Entries provided:
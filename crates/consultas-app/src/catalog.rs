// Copyright 2026 Phillip Cloud
// Licensed under the Apache License, Version 2.0

use crate::QueryId;

#[derive(Debug, Clone, Copy, PartialEq, Eq)]
pub struct FieldSpec {
    pub name: &'static str,
    pub label: &'static str,
    pub placeholder: &'static str,
}

#[derive(Debug, Clone, Copy, PartialEq, Eq)]
pub struct QueryDefinition {
    pub id: QueryId,
    pub title: &'static str,
    pub description: &'static str,
    pub fields: &'static [FieldSpec],
}

impl QueryDefinition {
    pub fn field(&self, name: &str) -> Option<&'static FieldSpec> {
        self.fields.iter().find(|field| field.name == name)
    }

    pub fn has_fields(&self) -> bool {
        !self.fields.is_empty()
    }
}

const COURSE_ID: FieldSpec = FieldSpec {
    name: "courseId",
    label: "ID del curso",
    placeholder: "Ejemplo: CS-101",
};

const STUDENT_ID: FieldSpec = FieldSpec {
    name: "studentId",
    label: "ID del estudiante",
    placeholder: "Ejemplo: 12345",
};

const SECTION_ID: FieldSpec = FieldSpec {
    name: "sectionId",
    label: "ID de la sección",
    placeholder: "Ejemplo: 1",
};

const BUILDING: FieldSpec = FieldSpec {
    name: "building",
    label: "Nombre del edificio",
    placeholder: "Ejemplo: Watson",
};

const STUDENT_NAME: FieldSpec = FieldSpec {
    name: "studentName",
    label: "Nombre del estudiante",
    placeholder: "Ejemplo: Zhang",
};

const COURSE_NAME: FieldSpec = FieldSpec {
    name: "courseName",
    label: "Nombre o ID del curso",
    placeholder: "Ejemplo: Database Systems",
};

const ADVISOR_NAME: FieldSpec = FieldSpec {
    name: "professorName",
    label: "Nombre del profesor",
    placeholder: "Ejemplo: Smith",
};

const INSTRUCTOR_NAME: FieldSpec = FieldSpec {
    name: "professorName",
    label: "Nombre del profesor",
    placeholder: "Ejemplo: Brown",
};

const DEPARTMENT_NAME: FieldSpec = FieldSpec {
    name: "departmentName",
    label: "Nombre del departamento",
    placeholder: "Ejemplo: Comp. Sci.",
};

pub const CATALOG: [QueryDefinition; 10] = [
    QueryDefinition {
        id: QueryId::new(1),
        title: "Prerrequisitos de un curso",
        description: "Encontrar los prerrequisitos de un curso. Si el curso no existe, el servidor responde con un mensaje indicándolo.",
        fields: &[COURSE_ID],
    },
    QueryDefinition {
        id: QueryId::new(2),
        title: "Historial académico de un estudiante",
        description: "Obtener el historial académico completo (transcript) de un estudiante a partir de su ID.",
        fields: &[STUDENT_ID],
    },
    QueryDefinition {
        id: QueryId::new(3),
        title: "Detalles de una sección",
        description: "Encontrar los detalles (horario y aula) de una sección específica.",
        fields: &[SECTION_ID],
    },
    QueryDefinition {
        id: QueryId::new(4),
        title: "Secciones de un edificio",
        description: "Encontrar todas las secciones que se imparten en un edificio.",
        fields: &[BUILDING],
    },
    QueryDefinition {
        id: QueryId::new(5),
        title: "Estudiante y su asesor",
        description: "Encontrar el nombre de un estudiante y el nombre de su asesor.",
        fields: &[STUDENT_NAME],
    },
    QueryDefinition {
        id: QueryId::new(6),
        title: "Estudiantes con 'A' en un curso",
        description: "Encontrar a todos los estudiantes que obtuvieron una 'A' en un curso.",
        fields: &[COURSE_NAME],
    },
    QueryDefinition {
        id: QueryId::new(7),
        title: "Estudiantes asesorados por un profesor",
        description: "Encontrar los nombres de todos los estudiantes asesorados por un profesor.",
        fields: &[ADVISOR_NAME],
    },
    QueryDefinition {
        id: QueryId::new(8),
        title: "Cursos impartidos por un profesor",
        description: "Encontrar todos los cursos (título, horario y aula) que imparte un profesor.",
        fields: &[INSTRUCTOR_NAME],
    },
    QueryDefinition {
        id: QueryId::new(9),
        title: "Salario promedio por departamento",
        description: "Calcular el salario promedio por departamento.",
        fields: &[],
    },
    QueryDefinition {
        id: QueryId::new(10),
        title: "Estudiantes del depto. X con > 90 créditos",
        description: "Encontrar todos los estudiantes de un departamento con más de 90 créditos.",
        fields: &[DEPARTMENT_NAME],
    },
];

pub fn all() -> &'static [QueryDefinition] {
    &CATALOG
}

pub fn lookup(id: QueryId) -> Option<&'static QueryDefinition> {
    CATALOG.iter().find(|definition| definition.id == id)
}
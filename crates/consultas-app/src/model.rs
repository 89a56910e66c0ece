// Copyright 2026 Phillip Cloud
// Licensed under the Apache License, Version 2.0

use serde::{Deserialize, Serialize};
use std::collections::BTreeMap;
use std::fmt;
use thiserror::Error;

/// Parameter values keyed by field name. Serialises as a flat JSON object.
#[derive(Debug, Clone, PartialEq, Eq, Default, Serialize, Deserialize)]
#[serde(transparent)]
pub struct FormValues(BTreeMap<String, String>);

impl FormValues {
    pub fn new() -> Self {
        Self::default()
    }

    pub fn get(&self, name: &str) -> Option<&str> {
        self.0.get(name).map(String::as_str)
    }

    pub fn insert(&mut self, name: impl Into<String>, value: impl Into<String>) {
        self.0.insert(name.into(), value.into());
    }

    pub fn clear(&mut self) {
        self.0.clear();
    }

    pub fn is_empty(&self) -> bool {
        self.0.is_empty()
    }

    pub fn len(&self) -> usize {
        self.0.len()
    }

    pub fn names(&self) -> impl Iterator<Item = &str> {
        self.0.keys().map(String::as_str)
    }
}

impl<K, V> FromIterator<(K, V)> for FormValues
where
    K: Into<String>,
    V: Into<String>,
{
    fn from_iter<I: IntoIterator<Item = (K, V)>>(iter: I) -> Self {
        Self(
            iter.into_iter()
                .map(|(name, value)| (name.into(), value.into()))
                .collect(),
        )
    }
}

#[derive(Debug, Clone, PartialEq, Serialize, Deserialize)]
#[serde(untagged)]
pub enum CellValue {
    Null,
    Bool(bool),
    Integer(i64),
    Float(f64),
    Text(String),
}

impl fmt::Display for CellValue {
    fn fmt(&self, f: &mut fmt::Formatter<'_>) -> fmt::Result {
        match self {
            Self::Null => Ok(()),
            Self::Bool(value) => write!(f, "{value}"),
            Self::Integer(value) => write!(f, "{value}"),
            Self::Float(value) => write!(f, "{value}"),
            Self::Text(value) => f.write_str(value),
        }
    }
}

impl From<&str> for CellValue {
    fn from(value: &str) -> Self {
        Self::Text(value.to_owned())
    }
}

impl From<String> for CellValue {
    fn from(value: String) -> Self {
        Self::Text(value)
    }
}

impl From<i64> for CellValue {
    fn from(value: i64) -> Self {
        Self::Integer(value)
    }
}

impl From<f64> for CellValue {
    fn from(value: f64) -> Self {
        Self::Float(value)
    }
}

#[derive(Debug, Clone, PartialEq, Eq, Error)]
#[error("row {row} has {actual} cells but the result declares {expected} columns")]
pub struct RowWidthMismatch {
    pub row: usize,
    pub expected: usize,
    pub actual: usize,
}

/// Tabular result of one query. Every row is exactly as wide as `columns`.
#[derive(Debug, Clone, PartialEq, Serialize)]
pub struct QueryResult {
    columns: Vec<String>,
    rows: Vec<Vec<CellValue>>,
}

impl QueryResult {
    pub fn new(columns: Vec<String>, rows: Vec<Vec<CellValue>>) -> Result<Self, RowWidthMismatch> {
        if let Some((row, cells)) = rows
            .iter()
            .enumerate()
            .find(|(_, cells)| cells.len() != columns.len())
        {
            return Err(RowWidthMismatch {
                row,
                expected: columns.len(),
                actual: cells.len(),
            });
        }
        Ok(Self { columns, rows })
    }

    pub fn columns(&self) -> &[String] {
        &self.columns
    }

    pub fn rows(&self) -> &[Vec<CellValue>] {
        &self.rows
    }

    pub fn row_count(&self) -> usize {
        self.rows.len()
    }

    pub fn is_empty(&self) -> bool {
        self.rows.is_empty()
    }
}
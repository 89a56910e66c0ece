// Copyright 2026 Phillip Cloud
// Licensed under the Apache License, Version 2.0

use thiserror::Error;

use crate::{FormValues, QueryDefinition, QueryId, RequestGeneration, catalog};

#[derive(Debug, Clone, PartialEq, Eq, Error)]
pub enum FormError {
    #[error("unknown query {0} -- pick an entry from the catalog")]
    UnknownQuery(QueryId),
    #[error("no query selected -- pick an entry from the catalog first")]
    NoQuerySelected,
    #[error("field {field:?} does not belong to query {query}")]
    UnknownField { query: QueryId, field: String },
    #[error("\"{label}\" is required -- fill it in and retry")]
    MissingField { label: &'static str },
    #[error("a query is already running -- wait for it to finish")]
    SubmissionPending,
}

/// Validated parameters ready to be sent, stamped with the generation the
/// response must carry to be accepted.
#[derive(Debug, Clone, PartialEq, Eq)]
pub struct Submission {
    pub generation: RequestGeneration,
    pub query_id: QueryId,
    pub params: FormValues,
}

#[derive(Debug, Clone, PartialEq, Eq)]
pub struct FormController {
    selected: Option<&'static QueryDefinition>,
    values: FormValues,
    error: Option<String>,
    generation: RequestGeneration,
    pending: Option<RequestGeneration>,
}

impl Default for FormController {
    fn default() -> Self {
        Self {
            selected: None,
            values: FormValues::new(),
            error: None,
            generation: RequestGeneration::new(0),
            pending: None,
        }
    }
}

impl FormController {
    pub fn selected(&self) -> Option<&'static QueryDefinition> {
        self.selected
    }

    pub fn values(&self) -> &FormValues {
        &self.values
    }

    pub fn value(&self, name: &str) -> &str {
        self.values.get(name).unwrap_or_default()
    }

    pub fn error(&self) -> Option<&str> {
        self.error.as_deref()
    }

    pub fn is_pending(&self) -> bool {
        self.pending.is_some()
    }

    pub fn pending_generation(&self) -> Option<RequestGeneration> {
        self.pending
    }

    /// Switches to `id`, dropping values, error, and any pending dispatch.
    pub fn select(&mut self, id: QueryId) -> Result<&'static QueryDefinition, FormError> {
        let definition = catalog::lookup(id).ok_or(FormError::UnknownQuery(id))?;
        self.selected = Some(definition);
        self.values.clear();
        self.error = None;
        self.pending = None;
        Ok(definition)
    }

    pub fn clear(&mut self) {
        self.selected = None;
        self.values.clear();
        self.error = None;
        self.pending = None;
    }

    pub fn set_field(&mut self, name: &str, value: impl Into<String>) -> Result<(), FormError> {
        let definition = self.selected.ok_or(FormError::NoQuerySelected)?;
        if definition.field(name).is_none() {
            return Err(FormError::UnknownField {
                query: definition.id,
                field: name.to_owned(),
            });
        }
        self.values.insert(name, value);
        Ok(())
    }

    /// Fails on the first blank field in declaration order.
    pub fn validate(&self) -> Result<(), FormError> {
        let definition = self.selected.ok_or(FormError::NoQuerySelected)?;
        for field in definition.fields {
            let filled = self
                .values
                .get(field.name)
                .is_some_and(|value| !value.trim().is_empty());
            if !filled {
                return Err(FormError::MissingField { label: field.label });
            }
        }
        Ok(())
    }

    pub fn submit(&mut self) -> Result<Submission, FormError> {
        if self.pending.is_some() {
            return Err(FormError::SubmissionPending);
        }
        let definition = self.selected.ok_or(FormError::NoQuerySelected)?;
        if let Err(error) = self.validate() {
            self.error = Some(error.to_string());
            return Err(error);
        }

        self.error = None;
        self.generation = self.generation.next();
        self.pending = Some(self.generation);
        Ok(Submission {
            generation: self.generation,
            query_id: definition.id,
            params: self.values.clone(),
        })
    }

    /// Settles the pending dispatch when `generation` is still current.
    /// Returns `false` for stale or unexpected generations.
    pub fn finish(&mut self, generation: RequestGeneration) -> bool {
        if self.pending != Some(generation) {
            return false;
        }
        self.pending = None;
        true
    }

    pub fn record_error(&mut self, message: impl Into<String>) {
        self.error = Some(message.into());
    }
}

The task:
The count alone is wanted: how many lines above hold the string "Integer"?

Task answer:
3